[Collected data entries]
★ ★ ★ ★ ★
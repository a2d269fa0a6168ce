//! Line commands understood by the interactive shell.

use glossa_search::{Focus, SearchMode};

#[derive(Debug, Clone, PartialEq, Eq)]
pub enum Command {
    /// Plain text replaces the query.
    Query(String),
    Paste(String),
    Clipboard(String),
    Move(isize),
    Load,
    Open(usize),
    Advanced {
        phrase: String,
        filters: Option<String>,
    },
    Page(SearchMode),
    Focus(Focus),
    Help,
    Quit,
}

#[derive(Debug, Clone, PartialEq, Eq)]
pub struct ParseError(pub String);

impl std::fmt::Display for ParseError {
    fn fmt(&self, f: &mut std::fmt::Formatter<'_>) -> std::fmt::Result {
        write!(f, "{} (try :help)", self.0)
    }
}

pub const HELP: &str = "\
text            search for text
:paste TEXT     search, then select and load the best match
:clip TEXT      simulate a clipboard change from another window
:down [N]       move the selection down
:up [N]         move the selection up
:load           load the selected entry
:open ROW       select and load ROW
:adv PHRASE [| FILTERS]
                phrase search over headwords and phrases
:examples       open the examples page for the query
:definitions    open the definitions page for the query
:focus query|list
:quit";

impl Command {
    pub fn parse(line: &str) -> Result<Self, ParseError> {
        let line = line.trim_end_matches(['\r', '\n']);
        let Some(rest) = line.strip_prefix(':') else {
            return Ok(Command::Query(line.to_string()));
        };

        let (name, arg) = match rest.split_once(char::is_whitespace) {
            Some((name, arg)) => (name, arg.trim()),
            None => (rest, ""),
        };

        match name {
            "paste" => Ok(Command::Paste(arg.to_string())),
            "clip" => Ok(Command::Clipboard(arg.to_string())),
            "down" | "j" => Ok(Command::Move(count(arg)?)),
            "up" | "k" => Ok(Command::Move(-count(arg)?)),
            "load" => Ok(Command::Load),
            "open" => arg
                .parse()
                .map(Command::Open)
                .map_err(|_| ParseError(format!("not a row number: {arg:?}"))),
            "adv" => {
                let (phrase, filters) = match arg.split_once('|') {
                    Some((phrase, filters)) => (phrase.trim(), Some(filters.trim())),
                    None => (arg, None),
                };
                Ok(Command::Advanced {
                    phrase: phrase.to_string(),
                    filters: filters.filter(|f| !f.is_empty()).map(str::to_string),
                })
            }
            "examples" => Ok(Command::Page(SearchMode::Examples)),
            "definitions" => Ok(Command::Page(SearchMode::Definitions)),
            "focus" => match arg {
                "query" => Ok(Command::Focus(Focus::QueryBox)),
                "list" => Ok(Command::Focus(Focus::ResultList)),
                _ => Err(ParseError(format!("unknown focus target: {arg:?}"))),
            },
            "help" | "h" => Ok(Command::Help),
            "quit" | "q" => Ok(Command::Quit),
            _ => Err(ParseError(format!("unknown command: :{name}"))),
        }
    }
}

fn count(arg: &str) -> Result<isize, ParseError> {
    if arg.is_empty() {
        return Ok(1);
    }
    arg.parse()
        .map_err(|_| ParseError(format!("not a count: {arg:?}")))
}
//! Correction candidates for single-word queries that found nothing.

use glossa_core::BackendError;
use log::warn;
use std::sync::Arc;

/// Query contract of the spelling dictionary.
pub trait SpellIndex: Send + Sync {
    /// Candidate spellings for `word`, best first.
    fn correct(&self, word: &str) -> Result<Vec<String>, BackendError>;
}

#[derive(Clone, Default)]
pub struct SpellCorrector {
    index: Option<Arc<dyn SpellIndex>>,
}

impl SpellCorrector {
    pub fn new(index: Option<Arc<dyn SpellIndex>>) -> Self {
        Self { index }
    }

    pub fn is_attached(&self) -> bool {
        self.index.is_some()
    }

    /// Never fails; a missing or broken dictionary means no suggestions.
    pub fn correct(&self, word: &str) -> Vec<String> {
        let Some(index) = self.index.as_ref() else {
            return Vec::new();
        };
        index.correct(word).unwrap_or_else(|err| {
            warn!("spell correction for {word:?} failed: {err}");
            Vec::new()
        })
    }

    pub fn release(&mut self) {
        self.index = None;
    }
}
use super::app::{AppConfig, AutoPronunciation};
use std::time::Duration;

/// Runtime view of [`AppConfig`] consumed by the query controller.
#[derive(Debug, Clone, PartialEq, Eq)]
pub struct EngineConfig {
    pub incremental_limit: usize,
    pub fulltext_limit: usize,
    pub max_commit_delay: Duration,
    pub fulltext_dispatch_delay: Duration,
    pub searching_indicator_delay: Duration,
    pub spell_correction_delay: Duration,
    pub auto_pronunciation: AutoPronunciation,
    pub auto_pronunciation_delay: Duration,
    pub monitor_clipboard: bool,
    pub clipboard_max_chars: usize,
}

impl Default for EngineConfig {
    fn default() -> Self {
        Self::from(&AppConfig::default())
    }
}

impl From<&AppConfig> for EngineConfig {
    fn from(config: &AppConfig) -> Self {
        let search = &config.search;
        Self {
            incremental_limit: search.incremental_limit,
            fulltext_limit: search.fulltext_limit,
            max_commit_delay: Duration::from_millis(search.max_commit_delay_ms),
            fulltext_dispatch_delay: Duration::from_millis(search.fulltext_dispatch_delay_ms),
            searching_indicator_delay: Duration::from_millis(search.searching_indicator_delay_ms),
            spell_correction_delay: Duration::from_millis(search.spell_correction_delay_ms),
            auto_pronunciation: config.pronunciation.auto_playback,
            auto_pronunciation_delay: Duration::from_millis(config.pronunciation.delay_ms),
            monitor_clipboard: config.clipboard.monitor,
            clipboard_max_chars: config.clipboard.max_chars,
        }
    }
}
★ ★ ★ ★ ★
Above are records; say how many of their lines contain the word "definitions", giving only the number.

2